TASK INSTRUCTIONS
Set the data down once more, exactly as it is written.

*** Opening GIVEN INFORMATION ***

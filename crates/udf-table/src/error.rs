use thiserror::Error;
use udf_model::ModelError;

#[derive(Debug, Error, PartialEq, Eq)]
pub enum TableError {
    #[error("invalid column descriptors: {0}")]
    Model(#[from] ModelError),

    #[error("no column for field '{0}'")]
    UnknownColumn(String),

    #[error("no filter predicate named '{0}'")]
    UnknownFilter(String),
}

pub type Result<T> = std::result::Result<T, TableError>;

*** Closing GIVEN INFORMATION ***

REPLY TO THE TASK
filename crates/udf-table/src/error.rs
use thiserror::Error;
use udf_model::ModelError;

#[derive(Debug, Error, PartialEq, Eq)]
pub enum TableError {
    #[error("invalid column descriptors: {0}")]
    Model(#[from] ModelError),

    #[error("no column for field '{0}'")]
    UnknownColumn(String),

    #[error("no filter predicate named '{0}'")]
    UnknownFilter(String),
}

pub type Result<T> = std::result::Result<T, TableError>;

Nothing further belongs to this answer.